Накинул я шинель, шапки не взял: оставил ее на столе, возле старика. Вышел я из комнаты, сошел вниз.
— Где, говорю, смотритель?
— Здесь, ваше благородие, — отвечает он.
Смотрю: подле тележки стоит. А в тележку лошади за хожены отличнейшие.
— Что ж лошадей?
— Сейчас, ваше благородие. Позвольте только графа отправить.
— Какого графа?
— А графа Аракчеева.
— Где он?
— А чаем-то вас потчевал.
Поднимаюсь наверх тихохонько. Отворил дверь, стал у притолки. Руки по швам.
Аракчеев по-прежнему сидит на диване, погребец запирает. Взглянул на меня.
— Аль со смотрителем поговорил? — спрашивает.
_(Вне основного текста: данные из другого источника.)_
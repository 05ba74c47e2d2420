//! Page rendering.
//!
//! A [`Renderer`] turns a URL into rendered HTML. Failures are reported through
//! [`FetchResult::success`] rather than as errors: a page that will not load is an
//! ordinary outcome for a crawler and the caller decides what it costs.

pub mod memory;
pub mod webdriver;

pub use memory::MemoryRenderer;
pub use webdriver::WebDriverRenderer;

use std::future::Future;

/// Whether the renderer may answer from a cache
#[derive(Debug, Clone, Copy, PartialEq, Eq)]
pub enum CacheMode {
    Enabled,
    Bypass,
}

/// What to fetch and how
#[derive(Debug, Clone, Copy, PartialEq, Eq)]
pub struct FetchRequest<'a> {
    pub url: &'a str,

    /// The fetch only succeeds if at least one element matches this selector
    pub scope: Option<&'a str>,

    pub cache_mode: CacheMode,

    /// Selector the renderer waits for before taking the page source
    pub wait_for: Option<&'a str>,
}

impl<'a> FetchRequest<'a> {
    /// A request for `url` with no scope, no wait condition, and the cache bypassed
    pub fn new(url: &'a str) -> Self {
        Self {
            url,
            scope: None,
            cache_mode: CacheMode::Bypass,
            wait_for: None,
        }
    }

    pub fn with_scope(mut self, scope: &'a str) -> Self {
        self.scope = Some(scope);
        self
    }

    pub fn with_cache_mode(mut self, cache_mode: CacheMode) -> Self {
        self.cache_mode = cache_mode;
        self
    }

    pub fn with_wait_for(mut self, selector: &'a str) -> Self {
        self.wait_for = Some(selector);
        self
    }
}

/// Outcome of a fetch
#[derive(Debug, Clone, PartialEq, Eq)]
pub struct FetchResult {
    pub success: bool,

    /// Full page source after rendering; empty when the fetch failed
    pub html: String,
}

impl FetchResult {
    pub fn ok(html: String) -> Self {
        Self {
            success: true,
            html,
        }
    }

    pub fn failed() -> Self {
        Self {
            success: false,
            html: String::new(),
        }
    }
}

/// Something that can render pages for the crawler
pub trait Renderer {
    /// Fetch and render a page. Never fails loudly; see [`FetchResult`].
    fn fetch(&self, request: &FetchRequest<'_>) -> impl Future<Output = FetchResult> + Send;
}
Открыл я рот. Хвать, язык-от не ходит.
— Подь сюда, Иван Кондратьич!
И ноги не действуют.
Сам подошел ко мне, положил руку на плечо и гнусит:
— Вот тебе, молодой человек, урок. С незнакомыми языка не распускай. Говори подумавши. Чего хорошо не знаешь, про то судить не берись… Да и жидов в столицы не вози… Прощай, друг мой!.. Да заруби на носу: про что мы с тобой говорили, про то знают только ты да Аракчеев. Помни же это!
И ушел. Слышу, тележка покатила по шоссе. Тотчас крик да говор пошел на улице.
До самой смерти Аракчеева никому не смел я заикнуться про нашу встречу. Твердо помнил, что велено было на носу зарубить. С Аракчеевым шутить было нельзя. — Сибирь не своя деревня.
Раздался клубный звонок.
— Ну, прощайте, господа! звонок. Штрафа платить не намерен, — сказал Иван Кондратьич и ушел из клуба.[2]